Friday: Gardenmom spends the day worrying about whether the Iowa One Call guy will show up before it is time to go to the Home Depot. A call home reveals this HAS happened. Gardenmom goes with her son to Home Depot and proceeds to rent a tiller. This seems to be a good idea because: 1) It is cheaper than the hardware store in Nevada 2) I have to be in Des Moines anyway on Friday because of work, and 3) I have to come back to Des Moines on Saturday to drop off my son. The two older dudes working in the tool rental section tell me that I can only rent smaller tillers because the bigger ones won't fit in my van. They recommend one that seems an adequate size. To make sure, I ask one, "This is fine to till up a garden right?" He says, "Yeah...should be plenty." So we take the tiller home.
Saturday: Gardenmom wakes up excitedly in anticipation of tilling day. I tell my son that it is like Christmas for mommy, and he just shakes his head and grins like I'm stupid. My guy gets up to do the tilling. This is his job I have decided. It is how he will show his love for me, by using his manly strength to push the tiller around the yard. And he will make up for not helping me with the dishes for the last 6 months. We get out to the yard and he starts her up. The tines start spinning and he lowers it into the ground. And nothing happens. The tines circulate against the ground like it is giving it a nice massage. The worst it is doing is making little pencil lines in the dirt and fluffing up dead grass. My guy makes several unhelpful comments about the tiller's lack of male parts and shuts it off.

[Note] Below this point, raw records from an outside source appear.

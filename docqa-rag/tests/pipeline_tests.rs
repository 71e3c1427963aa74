//! End-to-end pipeline tests with deterministic mock embedders and models.

use std::sync::Arc;
use std::sync::atomic::{AtomicUsize, Ordering};

use async_trait::async_trait;
use docqa_rag::{
    ChatModel, Document, EmbeddingProvider, InMemoryVectorStore, RagConfig, RagError,
    RagPipeline, Result, Session, SourceLocation, VectorStore,
};

const DIM: usize = 64;

/// Bag-of-words embedding: each lowercase word is hashed into a bucket.
struct KeywordEmbedder {
    dimensions: usize,
    calls: AtomicUsize,
}

impl KeywordEmbedder {
    fn new(dimensions: usize) -> Self {
        Self { dimensions, calls: AtomicUsize::new(0) }
    }
}

fn bucket(word: &str, dimensions: usize) -> usize {
    word.bytes().fold(7usize, |h, b| h.wrapping_mul(31).wrapping_add(b as usize)) % dimensions
}

#[async_trait]
impl EmbeddingProvider for KeywordEmbedder {
    async fn embed(&self, text: &str) -> Result<Vec<f32>> {
        self.calls.fetch_add(1, Ordering::SeqCst);
        let mut vector = vec![0.0; self.dimensions];
        for word in text.split(|c: char| !c.is_alphanumeric()).filter(|w| !w.is_empty()) {
            vector[bucket(&word.to_lowercase(), self.dimensions)] += 1.0;
        }
        Ok(vector)
    }

    fn dimensions(&self) -> usize {
        self.dimensions
    }
}

/// Declares one dimensionality but produces another.
struct MisreportingEmbedder;

#[async_trait]
impl EmbeddingProvider for MisreportingEmbedder {
    async fn embed(&self, _text: &str) -> Result<Vec<f32>> {
        Ok(vec![1.0; 4])
    }

    fn dimensions(&self) -> usize {
        8
    }
}

/// Points questions in the opposite direction of every stored chunk.
struct OpposingEmbedder;

#[async_trait]
impl EmbeddingProvider for OpposingEmbedder {
    async fn embed(&self, text: &str) -> Result<Vec<f32>> {
        let sign = if text.trim_end().ends_with('?') { -1.0 } else { 1.0 };
        Ok(vec![sign, 0.0, 0.0, 0.0])
    }

    fn dimensions(&self) -> usize {
        4
    }
}

/// Answers by repeating the context block of the prompt.
#[derive(Default)]
struct EchoModel {
    calls: AtomicUsize,
}

#[async_trait]
impl ChatModel for EchoModel {
    fn name(&self) -> &str {
        "echo"
    }

    async fn generate(&self, prompt: &str, temperature: f32) -> Result<String> {
        self.calls.fetch_add(1, Ordering::SeqCst);
        assert!((temperature - 0.2).abs() < f32::EPSILON);
        let context = prompt
            .split_once("<context>")
            .and_then(|(_, rest)| rest.split_once("</context>"))
            .map(|(context, _)| context.trim())
            .unwrap_or_default();
        Ok(format!("According to the documents: {context}"))
    }
}

struct FailingModel;

#[async_trait]
impl ChatModel for FailingModel {
    fn name(&self) -> &str {
        "failing"
    }

    async fn generate(&self, _prompt: &str, _temperature: f32) -> Result<String> {
        Err(RagError::GenerationError { provider: "mock".into(), message: "unavailable".into() })
    }
}

fn memory_store() -> Arc<dyn VectorStore> {
    Arc::new(InMemoryVectorStore::new())
}

fn pipeline_with(
    embedder: Arc<dyn EmbeddingProvider>,
    store: Arc<dyn VectorStore>,
    model: Option<Arc<dyn ChatModel>>,
) -> RagPipeline {
    let mut builder = RagPipeline::builder()
        .config(RagConfig::default())
        .embedding_provider(embedder)
        .vector_store(store);
    if let Some(model) = model {
        builder = builder.chat_model(model);
    }
    builder.build().unwrap()
}

#[tokio::test]
async fn answers_from_single_chunk_document() {
    let store = Arc::new(InMemoryVectorStore::new());
    let model = Arc::new(EchoModel::default());
    let pipeline =
        pipeline_with(Arc::new(KeywordEmbedder::new(DIM)), store.clone(), Some(model.clone()));

    pipeline.create_collection("docs").await.unwrap();
    let chunks = pipeline
        .ingest("docs", &Document::new("facts.txt", "Paris is the capital of France."))
        .await
        .unwrap();
    assert_eq!(chunks.len(), 1);
    assert_eq!(store.count("docs").await.unwrap(), 1);

    let answer = pipeline.ask("docs", "What is the capital of France?", 1).await.unwrap();
    assert!(answer.text.contains("Paris"));
    assert_eq!(answer.sources.len(), 1);
    assert_eq!(answer.sources[0].chunk.text, "Paris is the capital of France.");
    assert_eq!(answer.sources[0].chunk.source(), "facts.txt");
    assert_eq!(model.calls.load(Ordering::SeqCst), 1);
}

#[tokio::test]
async fn empty_index_never_calls_the_model() {
    let embedder = Arc::new(KeywordEmbedder::new(DIM));
    let model = Arc::new(EchoModel::default());
    let pipeline = pipeline_with(
        embedder.clone(),
        Arc::new(InMemoryVectorStore::new()),
        Some(model.clone()),
    );

    pipeline.create_collection("empty").await.unwrap();
    let err = pipeline.ask("empty", "Anything?", 3).await.unwrap_err();
    assert!(matches!(err, RagError::EmptyIndex { ref collection } if collection == "empty"));
    assert_eq!(model.calls.load(Ordering::SeqCst), 0);
    assert_eq!(embedder.calls.load(Ordering::SeqCst), 0);
}

#[tokio::test]
async fn asking_a_collection_that_was_never_created_is_an_empty_index() {
    let embedder = Arc::new(KeywordEmbedder::new(DIM));
    let model = Arc::new(EchoModel::default());
    let pipeline = pipeline_with(embedder.clone(), memory_store(), Some(model.clone()));

    let err = pipeline.ask("never_ingested", "Anything?", 3).await.unwrap_err();
    assert!(
        matches!(err, RagError::EmptyIndex { ref collection } if collection == "never_ingested")
    );
    let err = pipeline.query("never_ingested", "Anything?").await.unwrap_err();
    assert_eq!(err.kind(), "empty_index");
    assert_eq!(model.calls.load(Ordering::SeqCst), 0);
    assert_eq!(embedder.calls.load(Ordering::SeqCst), 0);
}

#[tokio::test]
async fn default_retrieval_keeps_negatively_scored_chunks() {
    let model = Arc::new(EchoModel::default());
    let pipeline = pipeline_with(Arc::new(OpposingEmbedder), memory_store(), Some(model.clone()));
    pipeline.create_collection("docs").await.unwrap();
    let facts = Document::new("facts.txt", "Paris is the capital of France.");
    pipeline.ingest("docs", &facts).await.unwrap();

    let answer = pipeline.ask("docs", "What is the capital of France?", 1).await.unwrap();
    assert_eq!(answer.sources.len(), 1);
    assert!(answer.sources[0].score < 0.0);
    assert!(answer.text.contains("Paris"));
    assert_eq!(model.calls.load(Ordering::SeqCst), 1);
}

#[tokio::test]
async fn threshold_that_removes_every_chunk_skips_the_model() {
    let model = Arc::new(EchoModel::default());
    let pipeline = RagPipeline::builder()
        .config(RagConfig::builder().similarity_threshold(0.5).build().unwrap())
        .embedding_provider(Arc::new(OpposingEmbedder))
        .vector_store(memory_store())
        .chat_model(model.clone())
        .build()
        .unwrap();
    pipeline.create_collection("docs").await.unwrap();
    let facts = Document::new("facts.txt", "Paris is the capital of France.");
    pipeline.ingest("docs", &facts).await.unwrap();

    assert!(pipeline.query("docs", "What is the capital of France?").await.unwrap().is_empty());
    let err = pipeline.ask("docs", "What is the capital of France?", 1).await.unwrap_err();
    assert!(matches!(err, RagError::NoRelevantContext { ref collection } if collection == "docs"));
    assert_eq!(model.calls.load(Ordering::SeqCst), 0);
}

#[tokio::test]
async fn reingesting_does_not_duplicate_entries() {
    let store = Arc::new(InMemoryVectorStore::new());
    let config = RagConfig::builder().chunk_size(40).chunk_overlap(10).build().unwrap();
    let pipeline = RagPipeline::builder()
        .config(config)
        .embedding_provider(Arc::new(KeywordEmbedder::new(DIM)))
        .vector_store(store.clone())
        .build()
        .unwrap();

    let document = Document::new(
        "notes.txt",
        "Embeddings map text to vectors. Similar texts have nearby vectors. \
         Vector stores answer nearest neighbour queries.",
    );
    pipeline.create_collection("docs").await.unwrap();
    let first = pipeline.ingest("docs", &document).await.unwrap();
    let once = store.count("docs").await.unwrap();
    pipeline.ingest("docs", &document).await.unwrap();

    assert!(first.len() > 1);
    assert_eq!(once, first.len());
    assert_eq!(store.count("docs").await.unwrap(), once);
}

#[tokio::test]
async fn results_are_ordered_and_bounded() {
    let pipeline = pipeline_with(Arc::new(KeywordEmbedder::new(DIM)), memory_store(), None);
    pipeline.create_collection("docs").await.unwrap();
    let documents = [
        Document::new("a.txt", "Rust ownership and borrowing rules."),
        Document::new("b.txt", "Borrowing in Rust prevents data races."),
        Document::new("c.txt", "Paris has many museums."),
        Document::new("d.txt", "Tokio is an async runtime for Rust."),
    ];
    pipeline.ingest_batch("docs", &documents).await.unwrap();

    let results = pipeline.query("docs", "How does borrowing work in Rust?").await.unwrap();
    assert!(results.len() <= pipeline.config().top_k);
    assert!(results.windows(2).all(|w| w[0].score >= w[1].score));
    assert!(results[0].chunk.text.contains("orrowing"));
}

#[tokio::test]
async fn misreported_dimensions_fail_ingestion() {
    let pipeline =
        pipeline_with(Arc::new(MisreportingEmbedder), Arc::new(InMemoryVectorStore::new()), None);
    pipeline.create_collection("docs").await.unwrap();
    let err = pipeline.ingest("docs", &Document::new("a.txt", "some text")).await.unwrap_err();
    assert!(matches!(err, RagError::DimensionMismatch { expected: 8, actual: 4 }));
}

#[tokio::test]
async fn querying_with_another_dimensionality_fails() {
    let store = Arc::new(InMemoryVectorStore::new());
    let ingesting = pipeline_with(Arc::new(KeywordEmbedder::new(DIM)), store.clone(), None);
    ingesting.create_collection("docs").await.unwrap();
    ingesting.ingest("docs", &Document::new("a.txt", "Paris is in France.")).await.unwrap();

    let querying = pipeline_with(Arc::new(KeywordEmbedder::new(32)), store, None);
    let err = querying.create_collection("docs").await.unwrap_err();
    assert!(matches!(err, RagError::DimensionMismatch { expected: 64, actual: 32 }));
    let err = querying.query("docs", "Where is Paris?").await.unwrap_err();
    assert!(matches!(err, RagError::DimensionMismatch { .. }));
}

#[tokio::test]
async fn sentence_across_page_break_is_retrievable_intact() {
    let pipeline = pipeline_with(Arc::new(KeywordEmbedder::new(DIM)), memory_store(), None);
    pipeline.create_collection("docs").await.unwrap();

    let page1 =
        Document::new("report.pdf", "Results were strong. The reactor reached full power on the")
            .with_page(1);
    let page2 =
        Document::new("report.pdf", "third day of testing. Maintenance followed.").with_page(2);
    pipeline.ingest_batch("docs", &[page1, page2]).await.unwrap();

    let results = pipeline.query("docs", "When did the reactor reach full power?").await.unwrap();
    assert!(
        results
            .iter()
            .any(|r| r.chunk.text.contains("reached full power on the third day of testing."))
    );
}

#[tokio::test]
async fn failed_sources_are_reported_and_others_ingested() {
    let dir = tempfile::tempdir().unwrap();
    std::fs::write(dir.path().join("good.txt"), "LangChain loaders read text files.").unwrap();
    std::fs::write(dir.path().join("notes.md"), "# Notes\n\nMarkdown is loaded as text.").unwrap();
    std::fs::write(dir.path().join("ignored.csv"), "a,b").unwrap();
    std::fs::write(dir.path().join("bad.docx"), "binary").unwrap();

    let store = Arc::new(InMemoryVectorStore::new());
    let pipeline = pipeline_with(Arc::new(KeywordEmbedder::new(DIM)), store.clone(), None);
    let report = pipeline
        .ingest_sources(
            "docs",
            &[
                SourceLocation::text_dir(dir.path()),
                SourceLocation::File(dir.path().join("missing.txt")),
                SourceLocation::File(dir.path().join("bad.docx")),
            ],
        )
        .await
        .unwrap();

    assert_eq!(report.documents, 2);
    assert_eq!(report.chunks_inserted, 2);
    assert_eq!(report.failures.len(), 2);
    assert!(report.failures.iter().all(|f| matches!(f.error, RagError::IngestionError { .. })));
    assert!(!report.all_failed());
    assert_eq!(store.count("docs").await.unwrap(), 2);
}

#[tokio::test]
async fn asking_without_a_model_is_a_config_error() {
    let pipeline = pipeline_with(Arc::new(KeywordEmbedder::new(DIM)), memory_store(), None);
    pipeline.create_collection("docs").await.unwrap();
    let err = pipeline.ask("docs", "question", 3).await.unwrap_err();
    assert!(matches!(err, RagError::ConfigError(_)));
}

#[tokio::test]
async fn session_records_and_clears_history() {
    let pipeline = Arc::new(pipeline_with(
        Arc::new(KeywordEmbedder::new(DIM)),
        Arc::new(InMemoryVectorStore::new()),
        Some(Arc::new(EchoModel::default())),
    ));
    let mut session = Session::open(pipeline.clone(), "chat").await.unwrap();
    let facts = Document::new("facts.txt", "Paris is the capital of France.");
    pipeline.ingest("chat", &facts).await.unwrap();

    let answer = session.ask("What is the capital of France?").await.unwrap();
    assert!(answer.text.contains("Paris"));
    session.ask("Which country is Paris in?").await.unwrap();
    assert_eq!(session.history().len(), 2);
    assert_eq!(session.history()[0].question, "What is the capital of France?");

    session.clear_history();
    assert!(session.history().is_empty());
    session.ask("Capital?").await.unwrap();
    let history = session.close();
    assert_eq!(history.len(), 1);
}

#[tokio::test]
async fn generation_errors_surface_and_are_not_recorded() {
    let pipeline = Arc::new(pipeline_with(
        Arc::new(KeywordEmbedder::new(DIM)),
        Arc::new(InMemoryVectorStore::new()),
        Some(Arc::new(FailingModel)),
    ));
    let mut session = Session::open(pipeline.clone(), "chat").await.unwrap();
    let facts = Document::new("facts.txt", "Paris is the capital of France.");
    pipeline.ingest("chat", &facts).await.unwrap();

    let err = session.ask("What is the capital of France?").await.unwrap_err();
    assert_eq!(err.kind(), "generation");
    assert!(session.history().is_empty());
}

Saturday (Part 2): Everyone piles in the van and speeds to Nevada. I then proceed to rent the much HUGER tiller from the hardware store. This one definately possesses the parts my guy was mentioning earlier. We put this in the van and speed back home. Now...over an hour later, we are out in the yard again...ready to start tilling again... This one definately works, but tearing up new sod takes a long time. After 2 or more hours, we are only through half the size I wanted. My guy is getting ready to quit because he has to get ready for work. I am about ready to cry, because I have already paid to rent TWO tillers, neither of which finished the work in the time I had. So, even though I did not want to have to do this, I am forced to till. I didn't think I was strong enough to run the thing. I manage to hold on to it enough to keep it in the ground and from running away, but I cannot push it forward. This is where the large bruises come in. I figured out I had enough leg and back strength to haul the thing backward to move it, instead of pushing it. I do this for about an hour, and get almost all of the area I wanted done.
This is the pansy tiller.
Saturday (Part 3): Now, the race begins. I super-speed-wash both tillers with the hose, trying to fend off my son who wants to spray it, too. I finish just in time to have my guy help me load both of them into the back of my van. Take THAT, stupid Home Depot guy. I speed back to Nevada, to drop off tiller number 2. Then, I speed down to Des Moines, to drop off tiller number 1. There is a different older dude working today, who fortunately possesses more common sense than the previous dudes. After I explain what happened, he offers to refund my money. Thanks cool Home Depot guy! Then, I drop my son off with his dad, and race back home again to do a whole bunch of other stuff.
What is the moral of this story? Maybe, Tim Allen said it best..."(Insert male hooting noise) MORE POWER!...." Or...maybe don't ever try to do anything to save time, because something undoubtedly will get screwed up and you will spend even MORE time than originally planned. Whatever it is...all I know is that I have my garden, and that I can't raise my arms above my waist.